Und was Ihren nächsten Film „Independence Day 2“ angeht…
Da werde ich Ihnen nicht verraten, ob etwas geändert wird. Dieses Zugeständnis an Terroristen sollte man nicht machen. Ich kann Ihnen sagen, dass es Szenen geben wird, die Terroristen nicht gefallen. Nämlich ein ganz normal wirkendes schwules Paar. So was ist für mich Alltag. Das muss nicht extra erklärt werden. Und ansonsten wird viel passieren, das die Kinozuschauer staunen lässt.
 
Solche Katastrophenfilme gar nicht mehr zu drehen als Zugeständnis an die Lage, in der sich die Welt derzeit befindet…
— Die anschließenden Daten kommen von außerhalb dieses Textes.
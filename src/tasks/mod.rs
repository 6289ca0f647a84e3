//! Background Tasks Module
//!
//! Contains background tasks that run for the lifetime of the server.
//!
//! # Tasks
//! - Write-behind: persists accepted writes to the durable store in order

mod persist;

pub use persist::{spawn_persist_task, PersistJob, WriteBehind};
…käme mir nicht in den Sinn. Aber ich frage mich schon, welche Verantwortung wir Filmemacher tragen. Ich komme mehr und mehr zur Erkenntnis, dass Gewalt auf der Leinwand nicht gut ist. Ober besser gesagt, die Verherrlichung von Gewalt geht überhaupt nicht. Aber dann gibt es auf der anderen Seit die Videospiele. Dort wird Gewalt regelrecht gefeiert. Diesen Trend sollten wir Filmemacher nicht mitmachen.